“I’m here to see Mr. Dean.”

“Mr. Dean has retired for the night.”

“Tell him I’m here. Tell him I’ve got a question for him.”

“You’ve got a question? That’s a surprise, isn’t it? Solicitors are always full of questions. Like a cow is full of shit.”

“Tell him I’m here.”

“Ever seen a slaughtered cow split right down the gut. The shit slides right out onto the ground. I wonder if it’s like that with solicitors, slit their bellies and the questions come sliding out, slapping down on the floor, along with their intestines, small and large.”

“Thank you for that image. You should write children’s books.”

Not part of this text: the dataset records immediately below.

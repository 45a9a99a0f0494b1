//! Job spec synthesis.
//!
//! A goal job is a copy of the scheduler's own pod: same image, service
//! account and registry credentials, re-pointed at one goal. Extra
//! containers and volumes arrive through `k8s-service` registrations in the
//! goal data, so this module never needs to know which feature added them.

use super::naming::ResourceNaming;
use crate::config::SchedulerConfig;
use crate::error::{Error, Result};
use crate::goal::{GoalEvent, K8sServiceSpec};
use crate::mode::{ISOLATED_GOAL_ENV, ISOLATED_GOAL_INIT_ENV};
use k8s_openapi::api::batch::v1::{Job, JobSpec};
use k8s_openapi::api::core::v1::{
    Affinity, Container, EnvVar, EnvVarSource, LocalObjectReference, ObjectFieldSelector,
    PodAffinity, PodAffinityTerm, PodSpec, PodTemplateSpec, Volume, VolumeMount,
    WeightedPodAffinityTerm,
};
use k8s_openapi::api::core::v1::Pod;
use k8s_openapi::apimachinery::pkg::apis::meta::v1::{LabelSelector, LabelSelectorRequirement, ObjectMeta};
use std::collections::BTreeMap;
use tracing::{debug, info};

pub const LABEL_CREATOR: &str = "atomist.com/creator";
pub const LABEL_GOAL_SET_ID: &str = "atomist.com/goal-set-id";
pub const LABEL_GOAL_ID: &str = "atomist.com/goal-id";
pub const LABEL_WORKSPACE_ID: &str = "atomist.com/workspace-id";

/// Environment variable carrying the serialized goal event into the job.
pub const GOAL_EVENT_ENV: &str = "ATOMIST_GOAL_EVENT";
pub const POD_NAME_ENV: &str = "ATOMIST_POD_NAME";
pub const POD_NAMESPACE_ENV: &str = "ATOMIST_POD_NAMESPACE";

const HOSTNAME_TOPOLOGY_KEY: &str = "kubernetes.io/hostname";

pub struct JobSpecBuilder<'a> {
    config: &'a SchedulerConfig,
    namespace: &'a str,
}
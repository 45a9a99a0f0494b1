//! Helpers for running the cluster-facing code against a `wiremock` server.

use kube::Client;
use serde_json::{json, Value};
use wiremock::MockServer;

/// Client whose API server is `server`.
pub fn mock_client(server: &MockServer) -> Client {
    let uri = server.uri().parse().unwrap();
    Client::try_from(kube::Config::new(uri)).unwrap()
}

/// `Status` body of a failed API call.
pub fn failure_status(code: u16, reason: &str, message: &str) -> Value {
    json!({
        "kind": "Status",
        "apiVersion": "v1",
        "metadata": {},
        "status": "Failure",
        "message": message,
        "reason": reason,
        "code": code
    })
}

/// `Status` body of a successful delete.
pub fn success_status() -> Value {
    json!({"kind": "Status", "apiVersion": "v1", "metadata": {}, "status": "Success"})
}

/// Methods and paths of every request the server saw, in order.
pub async fn requests(server: &MockServer) -> Vec<(String, String)> {
    server
        .received_requests()
        .await
        .unwrap_or_default()
        .into_iter()
        .map(|r| (r.method.to_string(), r.url.path().to_string()))
        .collect()
}
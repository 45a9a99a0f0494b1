use crate::goal::GoalEvent;

const MAX_K8S_NAME_LENGTH: usize = 63;

pub struct ResourceNaming;

impl ResourceNaming {
    /// Deterministic job name for a goal.
    /// Format: {template-container}-job-{goalSetId[:7]}-{goal-name}
    /// Re-scheduling the same goal lands on the same name, which is what
    /// makes scheduling replace rather than duplicate.
    #[must_use]
    pub fn job_name(template_container_name: &str, goal_event: &GoalEvent) -> String {
        let base = format!(
            "{}-job-{}-{}",
            template_container_name,
            goal_event.short_goal_set_id(),
            goal_event.goal_name()
        );
        Self::sanitize_name(&base)
    }

    /// Registration name the isolated process reports under.
    #[must_use]
    pub fn registration_name(scheduler_name: &str, goal_event: &GoalEvent) -> String {
        let base = format!(
            "{}-job-{}-{}",
            scheduler_name,
            goal_event.short_goal_set_id(),
            goal_event.goal_name()
        );
        Self::sanitize_name(&base)
    }

    /// Lease guarding the cleanup loop of one scheduler deployment.
    #[must_use]
    pub fn cleanup_lease_name(creator: &str) -> String {
        const SUFFIX: &str = "-job-cleanup";
        let base = Self::sanitize_name(creator);
        let limit = MAX_K8S_NAME_LENGTH - SUFFIX.len();
        let trimmed = Self::trim_to(&base, limit);
        format!("{trimmed}{SUFFIX}")
    }

    /// Lowercase, map everything outside `[a-z0-9-]` to `-`, collapse runs,
    /// truncate to 63 characters and trim to alphanumeric ends.
    #[must_use]
    pub fn sanitize_name(input: &str) -> String {
        let mut sanitized = String::with_capacity(input.len());
        for c in input.to_lowercase().chars() {
            let mapped = if c.is_ascii_lowercase() || c.is_ascii_digit() {
                c
            } else {
                '-'
            };
            if mapped == '-' && sanitized.ends_with('-') {
                continue;
            }
            sanitized.push(mapped);
        }
        Self::trim_to(&sanitized, MAX_K8S_NAME_LENGTH)
    }

    /// Label values allow `[A-Za-z0-9._-]`, 63 characters, alphanumeric ends.
    #[must_use]
    pub fn sanitize_label_value(input: &str) -> String {
        if input.is_empty() {
            return String::new();
        }

        let mut sanitized = input.replace([' ', '/', ':', '#', '@'], "-");
        sanitized.retain(|c| c.is_ascii_alphanumeric() || c == '-' || c == '_' || c == '.');

        if sanitized.len() > MAX_K8S_NAME_LENGTH {
            sanitized.truncate(MAX_K8S_NAME_LENGTH);
        }

        sanitized
            .trim_matches(|c: char| !c.is_ascii_alphanumeric())
            .to_string()
    }

    fn trim_to(name: &str, limit: usize) -> String {
        let truncated: String = name.chars().take(limit).collect();
        truncated
            .trim_matches(|c: char| !c.is_ascii_alphanumeric())
            .to_string()
    }
}
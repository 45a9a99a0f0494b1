//! Error types shared across the scheduler, the fulfillment callback and the
//! in-job execution monitor.

use thiserror::Error;

#[derive(Error, Debug)]
pub enum Error {
    #[error("Kubernetes API error: {0}")]
    KubeError(#[from] kube::Error),

    #[error("Kubernetes watch error: {0}")]
    WatchError(#[from] kube::runtime::watcher::Error),

    #[error("Configuration error: {0}")]
    ConfigError(String),

    #[error("Serialization error: {0}")]
    SerializationError(#[from] serde_json::Error),

    #[error("YAML error: {0}")]
    YamlError(#[from] serde_yaml::Error),

    #[error("I/O error: {0}")]
    IoError(#[from] std::io::Error),

    #[error("Secret resolution failed: {0}")]
    SecretError(String),

    /// More than one credential matches a secret bound to one variable.
    #[error("Ambiguous secret: {0}")]
    AmbiguousSecret(String),

    #[error("Project preparation failed: {0}")]
    ProjectError(String),

    #[error("Goal cache operation failed: {0}")]
    CacheError(String),

    #[error("Graph query failed: {0}")]
    GraphError(String),

    #[error("Execution failed: {0}")]
    ExecutionError(String),

    #[error("Operation timed out: {0}")]
    Timeout(String),

    #[error("Missing object key")]
    MissingObjectKey,
}

pub type Result<T, E = Error> = std::result::Result<T, E>;

impl Error {
    /// Configuration errors are fatal and never retried.
    #[must_use]
    pub fn is_configuration(&self) -> bool {
        matches!(
            self,
            Error::ConfigError(_) | Error::AmbiguousSecret(_) | Error::MissingObjectKey
        )
    }

    /// True for a Kubernetes 404 response.
    #[must_use]
    pub fn is_not_found(&self) -> bool {
        matches!(self, Error::KubeError(kube::Error::Api(ae)) if ae.code == 404)
    }
}
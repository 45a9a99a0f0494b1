//! Turning a container registration into the `k8s-service` registration the
//! job spec builder consumes.

use super::job_spec::{env_var, merge_env, strip_probes};
use crate::clients::ProjectLoader;
use crate::config::SchedulerConfig;
use crate::error::{Error, Result};
use crate::goal::data::ENVELOPE_VERSION;
use crate::goal::{
    ContainerRegistration, GoalContainer, GoalData, GoalEvent, K8sServiceSpec,
    PartialRegistration, ServiceRegistration,
};
use crate::mode::ISOLATED_GOAL_INIT_ENV;
use crate::secrets::resolver::validate_file_mounts;
use crate::secrets::{secret_file_layout, CredentialQuery, SecretFile, SecretResolver};
use async_trait::async_trait;
use k8s_openapi::api::core::v1::{Container, EmptyDirVolumeSource, EnvVar, Volume, VolumeMount};
use std::path::Path;
use std::sync::Arc;
use tracing::{debug, info, instrument, warn};
use uuid::Uuid;

pub const PROJECT_DIR: &str = "/atm/home";
pub const INPUT_DIR: &str = "/atm/input";
pub const OUTPUT_DIR: &str = "/atm/output";
pub const RESULT_FILE: &str = "/atm/output/result.json";

const PROJECT_VOLUME: &str = "project";
const INPUT_VOLUME: &str = "input";
const OUTPUT_VOLUME: &str = "output";

/// Inspects the checked-out project to finish a registration.
#[async_trait]
pub trait RegistrationCallback: Send + Sync {
    async fn call(
        &self,
        registration: &ContainerRegistration,
        project_dir: &Path,
        goal: &GoalEvent,
    ) -> Result<PartialRegistration>;
}

/// A container goal as declared by the delivery machine. Only the
/// registration is ever persisted into the goal data.
#[derive(Clone, Default)]
pub struct ContainerGoalDefinition {
    pub registration: ContainerRegistration,
    pub callback: Option<Arc<dyn RegistrationCallback>>,
}

impl ContainerGoalDefinition {
    #[must_use]
    pub fn new(registration: ContainerRegistration) -> Self {
        Self {
            registration,
            callback: None,
        }
    }

    #[must_use]
    pub fn with_callback(mut self, callback: Arc<dyn RegistrationCallback>) -> Self {
        self.callback = Some(callback);
        self
    }
}

/// What fulfillment needs from the running scheduler.
pub struct FulfillmentContext<'a> {
    pub config: &'a SchedulerConfig,
    /// First container of the scheduler's own pod.
    pub template_container: &'a Container,
    pub credentials: &'a dyn CredentialQuery,
    pub projects: &'a dyn ProjectLoader,
}

/// Goal containers' view of the shared directories.
#[must_use]
pub fn directory_env() -> Vec<EnvVar> {
    vec![
        env_var("ATOMIST_PROJECT_DIR", PROJECT_DIR),
        env_var("ATOMIST_INPUT_DIR", INPUT_DIR),
        env_var("ATOMIST_OUTPUT_DIR", OUTPUT_DIR),
        env_var("ATOMIST_RESULT_FILE", RESULT_FILE),
    ]
}

/// Prepare `goal` for scheduling: finish the registration, resolve its
/// secrets and merge the registration plus its `k8s-service` form into the
/// goal data.
#[instrument(skip_all, fields(goal = %goal.unique_name))]
pub async fn fulfill(
    definition: &ContainerGoalDefinition,
    goal: &mut GoalEvent,
    ctx: &FulfillmentContext<'_>,
) -> Result<()> {
    let mut registration = definition.registration.clone();
    if let Some(callback) = &definition.callback {
        let partial = run_callback(callback.as_ref(), &registration, goal, ctx.projects).await?;
        registration.apply(partial);
    }

    if registration.containers.is_empty() {
        return Err(Error::ConfigError(format!(
            "No containers defined for goal {}",
            goal.unique_name
        )));
    }
    default_working_dir(&mut registration.containers[0]);

    let mut secrets = registration.all_secrets();
    if let Some(goal_secrets) = goal.parameter_secrets() {
        secrets.extend(&goal_secrets);
    }
    validate_file_mounts(&secrets.file_mounts)?;
    let secret_files = secret_file_layout(&secrets.file_mounts)?;
    let resolver = SecretResolver::new(
        ctx.credentials,
        goal,
        ctx.config.api_key.as_deref(),
        ctx.config.decryption.as_ref(),
    );
    let secret_env = resolver.resolve_env(&secrets.env).await?;

    let mut goal_env = directory_env();
    goal_env.extend(secret_env.iter().cloned());
    let secret_mounts = secret_file_mounts(&secret_files);

    let containers: Vec<Container> = registration
        .containers
        .iter()
        .map(|c| {
            let mut container = c.spec.clone();
            merge_env(&mut container, &goal_env);
            add_mounts(&mut container, &secret_mounts);
            container
        })
        .collect();

    let mut init_containers = vec![prep_container(ctx.template_container, &secret_files)];
    init_containers.extend(registration.init_containers.iter().map(|c| {
        let mut container = c.spec.clone();
        add_mounts(&mut container, &secret_mounts);
        container
    }));
    for container in &mut init_containers {
        merge_env(container, &goal_env);
    }

    let mut volumes = io_volumes();
    volumes.extend(secret_volumes(&secret_files));
    volumes.extend(registration.volumes.iter().cloned());

    let service = K8sServiceSpec {
        container: containers,
        init_container: init_containers,
        volume: volumes,
        volume_mount: io_mounts(),
        image_pull_secret: Vec::new(),
    };

    let name = registration
        .name
        .clone()
        .unwrap_or_else(|| ctx.config.name.clone());
    info!(
        service = %name,
        containers = service.container.len(),
        init_containers = service.init_container.len(),
        secret_files = secret_files.len(),
        "Fulfilled container goal"
    );

    let mut data = GoalData {
        version: Some(ENVELOPE_VERSION),
        container: Some(registration),
        ..Default::default()
    };
    data.services
        .insert(name, ServiceRegistration::K8sService(service));
    goal.merge_data(data)
}

async fn run_callback(
    callback: &dyn RegistrationCallback,
    registration: &ContainerRegistration,
    goal: &GoalEvent,
    projects: &dyn ProjectLoader,
) -> Result<PartialRegistration> {
    let dir = std::env::temp_dir().join(format!("atm-callback-{}", Uuid::new_v4().simple()));
    debug!(dir = %dir.display(), "Cloning project for registration callback");
    let result = async {
        projects.clone_project(goal, &dir).await?;
        callback.call(registration, &dir, goal).await
    }
    .await;
    if let Err(e) = tokio::fs::remove_dir_all(&dir).await {
        if e.kind() != std::io::ErrorKind::NotFound {
            warn!(dir = %dir.display(), error = %e, "Failed to remove callback checkout");
        }
    }
    result
}

/// Unset means the project directory; an empty string means the image default.
fn default_working_dir(container: &mut GoalContainer) {
    match container.spec.working_dir.as_deref() {
        None => container.spec.working_dir = Some(PROJECT_DIR.to_string()),
        Some("") => container.spec.working_dir = None,
        Some(_) => {}
    }
}

fn empty_dir(name: &str) -> Volume {
    Volume {
        name: name.to_string(),
        empty_dir: Some(EmptyDirVolumeSource::default()),
        ..Default::default()
    }
}

fn mount(name: &str, path: &str) -> VolumeMount {
    VolumeMount {
        name: name.to_string(),
        mount_path: path.to_string(),
        ..Default::default()
    }
}

fn io_volumes() -> Vec<Volume> {
    vec![
        empty_dir(PROJECT_VOLUME),
        empty_dir(INPUT_VOLUME),
        empty_dir(OUTPUT_VOLUME),
    ]
}

fn io_mounts() -> Vec<VolumeMount> {
    vec![
        mount(PROJECT_VOLUME, PROJECT_DIR),
        mount(INPUT_VOLUME, INPUT_DIR),
        mount(OUTPUT_VOLUME, OUTPUT_DIR),
    ]
}

fn secret_volumes(files: &[SecretFile]) -> Vec<Volume> {
    let mut volumes: Vec<Volume> = Vec::new();
    for file in files {
        if volumes.iter().all(|v| v.name != file.volume) {
            volumes.push(empty_dir(&file.volume));
        }
    }
    volumes
}

/// One read-only subPath mount per secret file.
fn secret_file_mounts(files: &[SecretFile]) -> Vec<VolumeMount> {
    files
        .iter()
        .map(|file| VolumeMount {
            name: file.volume.clone(),
            mount_path: file.mount_path.clone(),
            sub_path: Some(file.file_name.clone()),
            read_only: Some(true),
            ..Default::default()
        })
        .collect()
}

fn add_mounts(container: &mut Container, mounts: &[VolumeMount]) {
    if mounts.is_empty() {
        return;
    }
    let existing = container.volume_mounts.get_or_insert_with(Vec::new);
    for m in mounts {
        if existing.iter().all(|e| e.mount_path != m.mount_path) {
            existing.push(m.clone());
        }
    }
}

/// Copy of the scheduler container that prepares the project and secret
/// files before the goal containers start.
fn prep_container(template: &Container, files: &[SecretFile]) -> Container {
    let mut container = template.clone();
    container.name = format!("atm-init-{}", &Uuid::new_v4().simple().to_string()[..8]);
    strip_probes(&mut container);
    container.startup_probe = None;
    container.lifecycle = None;
    container.ports = None;
    merge_env(&mut container, &[env_var(ISOLATED_GOAL_INIT_ENV, "true")]);

    let mut dirs: Vec<VolumeMount> = Vec::new();
    for file in files {
        if dirs.iter().all(|m| m.name != file.volume) {
            dirs.push(mount(&file.volume, &file.init_dir()));
        }
    }
    add_mounts(&mut container, &dirs);
    container
}
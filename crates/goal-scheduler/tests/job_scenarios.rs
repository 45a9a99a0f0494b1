//! Fulfilment followed by job synthesis, the path a container goal takes
//! from registration to the Job the scheduler creates.

use async_trait::async_trait;
use goal_scheduler::clients::ProjectLoader;
use goal_scheduler::config::SchedulerConfig;
use goal_scheduler::goal::{ContainerRegistration, GoalContainer, GoalEvent};
use goal_scheduler::k8s::fulfillment::PROJECT_DIR;
use goal_scheduler::k8s::job_spec::{GOAL_EVENT_ENV, LABEL_CREATOR};
use goal_scheduler::k8s::{fulfill, ContainerGoalDefinition, FulfillmentContext, JobSpecBuilder};
use goal_scheduler::mode::ISOLATED_GOAL_INIT_ENV;
use goal_scheduler::secrets::CredentialQuery;
use goal_scheduler::{Error, Result};
use k8s_openapi::api::core::v1::{Container, Pod};
use serde_json::{json, Value};
use std::path::Path;

struct NoCredentials;

#[async_trait]
impl CredentialQuery for NoCredentials {
    async fn query(&self, name: &str, _variables: Value) -> Result<Value> {
        Err(Error::GraphError(format!("unexpected query {name}")))
    }
}

struct NoProjects;

#[async_trait]
impl ProjectLoader for NoProjects {
    async fn clone_project(&self, _goal: &GoalEvent, _target_dir: &Path) -> Result<()> {
        Err(Error::ProjectError("no clone expected".to_string()))
    }
}

fn template_pod() -> Pod {
    serde_json::from_value(json!({
        "metadata": {"name": "sdm-7d9f8-abcde", "labels": {"app": "sdm", "pod-template-hash": "7d9f8"}},
        "spec": {
            "nodeName": "node-3",
            "containers": [{
                "name": "sdm",
                "image": "atomist/sdm:1.2.3",
                "livenessProbe": {"httpGet": {"path": "/health", "port": 2866}},
                "volumeMounts": [{"name": "cache", "mountPath": "/opt/data"}]
            }],
            "volumes": [{"name": "cache", "hostPath": {"path": "/mnt/cache"}}]
        }
    }))
    .unwrap()
}

fn goal() -> GoalEvent {
    GoalEvent {
        unique_name: "build#goals.ts:42".to_string(),
        goal_set_id: "a1b2c3d4e5f6".to_string(),
        sha: "0123456789abcdef".to_string(),
        repo_owner: "atomist".to_string(),
        repo_name: "sdm".to_string(),
        workspace_id: Some("T0123".to_string()),
        isolated: true,
        ..Default::default()
    }
}

fn config() -> SchedulerConfig {
    SchedulerConfig {
        name: "sdm".to_string(),
        ..Default::default()
    }
}

async fn fulfilled_goal(template: &Pod, config: &SchedulerConfig) -> GoalEvent {
    let template_container: &Container = &template.spec.as_ref().unwrap().containers[0];
    let ctx = FulfillmentContext {
        config,
        template_container,
        credentials: &NoCredentials,
        projects: &NoProjects,
    };
    let registration = ContainerRegistration {
        containers: vec![GoalContainer::new("build", "node:20")],
        ..Default::default()
    };
    let mut goal = goal();
    fulfill(&ContainerGoalDefinition::new(registration), &mut goal, &ctx)
        .await
        .unwrap();
    goal
}

#[tokio::test]
async fn container_goal_becomes_a_runnable_job() {
    let template = template_pod();
    let config = config();
    let goal = fulfilled_goal(&template, &config).await;

    let job = JobSpecBuilder::new(&config, "delivery")
        .build(&template, &goal)
        .unwrap();
    let name = job.metadata.name.clone().unwrap();
    assert_eq!(name, "sdm-job-a1b2c3d-build");
    assert_eq!(job.metadata.namespace.as_deref(), Some("delivery"));
    assert_eq!(
        job.metadata.labels.as_ref().unwrap().get(LABEL_CREATOR).map(String::as_str),
        Some("sdm")
    );

    let job_spec = job.spec.unwrap();
    assert_eq!(job_spec.backoff_limit, Some(0));
    let pod = job_spec.template.spec.unwrap();
    assert_eq!(pod.restart_policy.as_deref(), Some("Never"));
    assert!(pod.node_name.is_none());

    let names: Vec<&str> = pod.containers.iter().map(|c| c.name.as_str()).collect();
    assert_eq!(names, vec![name.as_str(), "build"]);
    assert!(pod.containers[0].liveness_probe.is_none());
    assert_eq!(pod.containers[1].working_dir.as_deref(), Some(PROJECT_DIR));

    let init = pod.init_containers.unwrap();
    assert_eq!(init.len(), 1);
    let init_env = init[0].env.as_ref().unwrap();
    assert!(init_env.iter().any(|e| e.name == ISOLATED_GOAL_INIT_ENV));
    assert!(init_env.iter().any(|e| e.name == GOAL_EVENT_ENV));

    let volumes = pod.volumes.unwrap();
    let volume_names: Vec<&str> = volumes.iter().map(|v| v.name.as_str()).collect();
    assert_eq!(volume_names, vec!["cache", "project", "input", "output"]);
    let cache_path = volumes[0].host_path.as_ref().unwrap().path.as_str();
    assert_eq!(cache_path, "/mnt/cache/T0123");

    for container in pod.containers.iter().chain(init.iter()) {
        assert!(
            container
                .volume_mounts
                .iter()
                .flatten()
                .any(|m| m.mount_path == PROJECT_DIR),
            "{} is missing the project mount",
            container.name
        );
    }
}

#[tokio::test]
async fn goal_event_in_job_carries_the_registration() {
    let template = template_pod();
    let config = config();
    let goal = fulfilled_goal(&template, &config).await;
    let job = JobSpecBuilder::new(&config, "delivery")
        .build(&template, &goal)
        .unwrap();

    let pod = job.spec.unwrap().template.spec.unwrap();
    let raw = pod.containers[0]
        .env
        .iter()
        .flatten()
        .find(|e| e.name == GOAL_EVENT_ENV)
        .and_then(|e| e.value.clone())
        .unwrap();
    let in_job: GoalEvent = serde_json::from_str(&raw).unwrap();
    let data = in_job.goal_data().unwrap();
    let registration = data.container.as_ref().unwrap();
    assert_eq!(registration.containers[0].name(), "build");
    assert_eq!(data.k8s_services().count(), 1);
}
//! Collaborators outside the cluster: the graph API, git and the goal log.

pub mod graph;
pub mod progress;
pub mod project;

pub use graph::{GoalStateUpdater, GoalUpdate, GraphClient};
pub use progress::{ProgressLog, TracingProgressLog};
pub use project::{GitProjectLoader, ProjectLoader};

“You’ve got a question. I’ve got your answer right here. Bugger off.”

I rang the bell again.

“You didn’t ’ear me?”

“Oh I heard you. Tell your boss I’m here.”

“Climb into your bung hole and get lost.

“Do we have to keep doing this? Isn’t it getting tedious, this little give and take? Because in the end you’re just a servant boy, working for the boss. So be a good little servant boy and let your boss know I’m here.”

“I already said he’s asleep.”

“Or maybe he’s standing right behind you, whispering in your ear. Either way, I think he’ll want to see me. Tell him I’m here. Tell him I have a question. About the Dane.”

Chapter 61

“HAMLET?” SAID EDDIE Dean from the doorway.

I was in the parlor once again, with the red walls, the grand piano, the paintings of horses, the model ship, farther along in construction than before, but still incomplete. I was standing by the shelves of books, holding the volume of Shakespeare’s tragedies, opened to Hamlet. I looked up to see Eddie Dean, in his paisley dressing gown, with his dead face, his ascot, his cigarette and long blond hair, looking like a ludicrous mannequin from a long-gone age. He belonged on that dead ship he was so concerned about, I thought. They both were ghosts.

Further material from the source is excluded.